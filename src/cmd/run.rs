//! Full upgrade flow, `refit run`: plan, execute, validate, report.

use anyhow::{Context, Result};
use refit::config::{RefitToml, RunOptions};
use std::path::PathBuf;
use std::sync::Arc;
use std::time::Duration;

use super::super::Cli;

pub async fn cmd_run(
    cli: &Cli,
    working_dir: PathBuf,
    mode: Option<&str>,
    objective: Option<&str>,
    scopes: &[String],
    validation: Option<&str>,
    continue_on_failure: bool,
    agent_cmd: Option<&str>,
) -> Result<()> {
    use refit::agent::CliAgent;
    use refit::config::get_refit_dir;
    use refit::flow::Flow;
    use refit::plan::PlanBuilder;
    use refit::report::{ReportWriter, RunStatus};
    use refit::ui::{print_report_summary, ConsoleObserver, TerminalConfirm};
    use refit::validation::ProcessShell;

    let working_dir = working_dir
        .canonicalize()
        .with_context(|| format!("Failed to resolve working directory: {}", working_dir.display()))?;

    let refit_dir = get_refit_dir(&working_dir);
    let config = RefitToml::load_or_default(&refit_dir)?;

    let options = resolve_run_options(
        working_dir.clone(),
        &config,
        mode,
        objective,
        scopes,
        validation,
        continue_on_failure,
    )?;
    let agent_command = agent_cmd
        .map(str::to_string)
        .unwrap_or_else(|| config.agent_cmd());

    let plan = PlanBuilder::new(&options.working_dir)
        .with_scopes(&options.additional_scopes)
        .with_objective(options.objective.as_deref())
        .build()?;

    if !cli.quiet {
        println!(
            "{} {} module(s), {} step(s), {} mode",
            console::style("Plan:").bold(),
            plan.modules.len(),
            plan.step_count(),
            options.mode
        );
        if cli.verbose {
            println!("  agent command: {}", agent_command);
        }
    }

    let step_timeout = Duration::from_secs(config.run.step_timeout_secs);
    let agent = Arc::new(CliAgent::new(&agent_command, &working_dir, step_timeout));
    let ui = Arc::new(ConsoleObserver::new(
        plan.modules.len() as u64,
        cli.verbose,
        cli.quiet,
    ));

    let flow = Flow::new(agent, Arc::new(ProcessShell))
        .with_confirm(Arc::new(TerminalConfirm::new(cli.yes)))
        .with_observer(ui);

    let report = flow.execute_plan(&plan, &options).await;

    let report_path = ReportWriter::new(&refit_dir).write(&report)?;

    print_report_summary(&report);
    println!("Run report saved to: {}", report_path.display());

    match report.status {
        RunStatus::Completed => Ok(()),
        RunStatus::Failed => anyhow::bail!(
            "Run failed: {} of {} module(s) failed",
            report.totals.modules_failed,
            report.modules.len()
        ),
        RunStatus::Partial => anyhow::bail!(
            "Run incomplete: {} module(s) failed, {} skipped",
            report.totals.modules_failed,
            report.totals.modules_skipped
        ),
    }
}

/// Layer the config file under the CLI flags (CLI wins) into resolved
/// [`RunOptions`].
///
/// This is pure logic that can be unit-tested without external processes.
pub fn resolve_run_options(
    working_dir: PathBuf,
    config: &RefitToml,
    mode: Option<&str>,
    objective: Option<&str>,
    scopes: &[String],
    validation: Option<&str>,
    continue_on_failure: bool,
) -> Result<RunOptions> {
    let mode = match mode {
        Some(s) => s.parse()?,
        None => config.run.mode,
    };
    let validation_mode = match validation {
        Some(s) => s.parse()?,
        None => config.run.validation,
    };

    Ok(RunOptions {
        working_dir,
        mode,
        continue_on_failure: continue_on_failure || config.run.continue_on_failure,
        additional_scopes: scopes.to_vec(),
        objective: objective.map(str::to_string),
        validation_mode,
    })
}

* * *

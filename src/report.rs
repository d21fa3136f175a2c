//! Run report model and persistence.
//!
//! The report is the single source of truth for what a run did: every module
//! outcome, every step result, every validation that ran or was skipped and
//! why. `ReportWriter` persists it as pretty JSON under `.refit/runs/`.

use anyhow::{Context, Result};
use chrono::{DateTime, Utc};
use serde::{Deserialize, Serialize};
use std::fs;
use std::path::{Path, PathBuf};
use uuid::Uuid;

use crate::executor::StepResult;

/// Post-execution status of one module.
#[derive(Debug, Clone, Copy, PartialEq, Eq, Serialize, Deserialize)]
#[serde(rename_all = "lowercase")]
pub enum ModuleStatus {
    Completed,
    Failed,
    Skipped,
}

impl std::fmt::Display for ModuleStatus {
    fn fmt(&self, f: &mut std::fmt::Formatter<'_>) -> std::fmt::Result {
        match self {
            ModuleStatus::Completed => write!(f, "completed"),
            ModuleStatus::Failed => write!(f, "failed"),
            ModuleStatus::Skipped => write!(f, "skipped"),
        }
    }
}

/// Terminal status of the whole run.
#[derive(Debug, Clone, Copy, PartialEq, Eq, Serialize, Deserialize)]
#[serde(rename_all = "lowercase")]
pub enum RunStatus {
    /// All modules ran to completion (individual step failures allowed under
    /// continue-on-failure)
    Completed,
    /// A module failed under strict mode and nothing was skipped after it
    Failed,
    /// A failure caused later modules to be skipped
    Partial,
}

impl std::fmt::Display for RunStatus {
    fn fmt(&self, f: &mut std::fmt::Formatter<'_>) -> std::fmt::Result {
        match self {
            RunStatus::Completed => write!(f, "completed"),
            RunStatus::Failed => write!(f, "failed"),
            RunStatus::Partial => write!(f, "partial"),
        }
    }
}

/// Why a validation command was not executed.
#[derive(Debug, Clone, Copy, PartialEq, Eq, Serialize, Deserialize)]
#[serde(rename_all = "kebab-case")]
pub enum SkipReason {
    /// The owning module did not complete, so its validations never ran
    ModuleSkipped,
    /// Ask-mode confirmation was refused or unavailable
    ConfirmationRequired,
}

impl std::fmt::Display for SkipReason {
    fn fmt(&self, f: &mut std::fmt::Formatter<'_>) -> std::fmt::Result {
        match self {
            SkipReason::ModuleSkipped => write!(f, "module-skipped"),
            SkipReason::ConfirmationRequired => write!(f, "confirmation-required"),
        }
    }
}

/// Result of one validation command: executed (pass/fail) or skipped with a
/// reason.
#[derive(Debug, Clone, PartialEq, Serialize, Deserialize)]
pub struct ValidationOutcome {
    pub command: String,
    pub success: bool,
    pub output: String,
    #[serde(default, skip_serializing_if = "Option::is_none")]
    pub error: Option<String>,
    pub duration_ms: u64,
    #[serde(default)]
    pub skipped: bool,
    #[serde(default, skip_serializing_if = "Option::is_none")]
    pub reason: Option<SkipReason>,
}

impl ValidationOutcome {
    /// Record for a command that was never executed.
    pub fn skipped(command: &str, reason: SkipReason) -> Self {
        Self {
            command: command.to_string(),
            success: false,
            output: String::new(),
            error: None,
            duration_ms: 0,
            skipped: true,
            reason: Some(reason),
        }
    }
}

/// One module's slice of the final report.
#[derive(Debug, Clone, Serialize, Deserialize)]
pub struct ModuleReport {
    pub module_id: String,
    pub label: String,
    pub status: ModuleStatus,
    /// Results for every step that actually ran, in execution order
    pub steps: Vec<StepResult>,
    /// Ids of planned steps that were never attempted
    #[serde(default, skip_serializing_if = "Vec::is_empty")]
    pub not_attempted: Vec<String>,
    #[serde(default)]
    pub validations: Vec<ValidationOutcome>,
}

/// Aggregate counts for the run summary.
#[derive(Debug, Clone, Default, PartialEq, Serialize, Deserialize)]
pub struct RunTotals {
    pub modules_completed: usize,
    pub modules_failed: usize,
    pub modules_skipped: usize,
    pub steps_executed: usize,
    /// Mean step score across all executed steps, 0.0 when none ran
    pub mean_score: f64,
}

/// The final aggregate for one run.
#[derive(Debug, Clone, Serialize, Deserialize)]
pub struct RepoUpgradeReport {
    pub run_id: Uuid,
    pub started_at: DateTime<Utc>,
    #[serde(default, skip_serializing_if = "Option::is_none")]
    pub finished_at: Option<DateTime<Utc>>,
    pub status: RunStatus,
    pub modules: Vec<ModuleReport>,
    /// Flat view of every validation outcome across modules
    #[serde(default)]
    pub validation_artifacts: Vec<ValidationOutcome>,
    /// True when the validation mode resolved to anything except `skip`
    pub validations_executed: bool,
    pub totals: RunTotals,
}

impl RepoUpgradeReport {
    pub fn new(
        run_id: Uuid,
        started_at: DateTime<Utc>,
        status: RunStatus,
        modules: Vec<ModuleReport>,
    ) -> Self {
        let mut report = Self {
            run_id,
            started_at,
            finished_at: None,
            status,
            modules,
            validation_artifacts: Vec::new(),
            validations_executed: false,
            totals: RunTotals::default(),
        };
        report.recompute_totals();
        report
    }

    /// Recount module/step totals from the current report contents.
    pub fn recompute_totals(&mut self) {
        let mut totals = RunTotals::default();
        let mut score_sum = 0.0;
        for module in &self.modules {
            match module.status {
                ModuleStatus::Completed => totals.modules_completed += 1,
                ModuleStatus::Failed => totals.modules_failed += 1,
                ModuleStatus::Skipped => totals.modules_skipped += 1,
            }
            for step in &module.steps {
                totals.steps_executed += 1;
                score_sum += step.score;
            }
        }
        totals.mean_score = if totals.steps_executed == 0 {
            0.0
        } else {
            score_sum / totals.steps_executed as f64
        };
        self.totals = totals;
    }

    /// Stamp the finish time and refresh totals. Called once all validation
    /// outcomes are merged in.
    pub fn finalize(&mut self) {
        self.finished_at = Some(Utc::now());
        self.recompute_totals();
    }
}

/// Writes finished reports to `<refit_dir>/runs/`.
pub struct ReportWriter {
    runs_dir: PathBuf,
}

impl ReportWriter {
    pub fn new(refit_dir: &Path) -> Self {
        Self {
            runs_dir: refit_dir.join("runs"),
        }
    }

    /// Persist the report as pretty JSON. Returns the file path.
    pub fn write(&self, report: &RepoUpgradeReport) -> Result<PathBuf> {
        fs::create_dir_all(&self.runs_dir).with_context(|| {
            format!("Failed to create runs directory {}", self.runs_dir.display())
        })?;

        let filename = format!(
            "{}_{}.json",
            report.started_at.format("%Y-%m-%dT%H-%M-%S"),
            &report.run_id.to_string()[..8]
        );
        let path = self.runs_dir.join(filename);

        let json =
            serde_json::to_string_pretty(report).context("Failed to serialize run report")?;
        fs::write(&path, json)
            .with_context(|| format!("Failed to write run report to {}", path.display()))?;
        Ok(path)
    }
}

## YOUR INSTRUCTIONS
Each line in the entries above, starting at the line with "for module in" and ending at the line with "totals.steps_executed += 1;", is to be printed exactly, and only those lines.

## RESULT OF THIS EXERCISE
        for module in &self.modules {
            match module.status {
                ModuleStatus::Completed => totals.modules_completed += 1,
                ModuleStatus::Failed => totals.modules_failed += 1,
                ModuleStatus::Skipped => totals.modules_skipped += 1,
            }
            for step in &module.steps {
                totals.steps_executed += 1;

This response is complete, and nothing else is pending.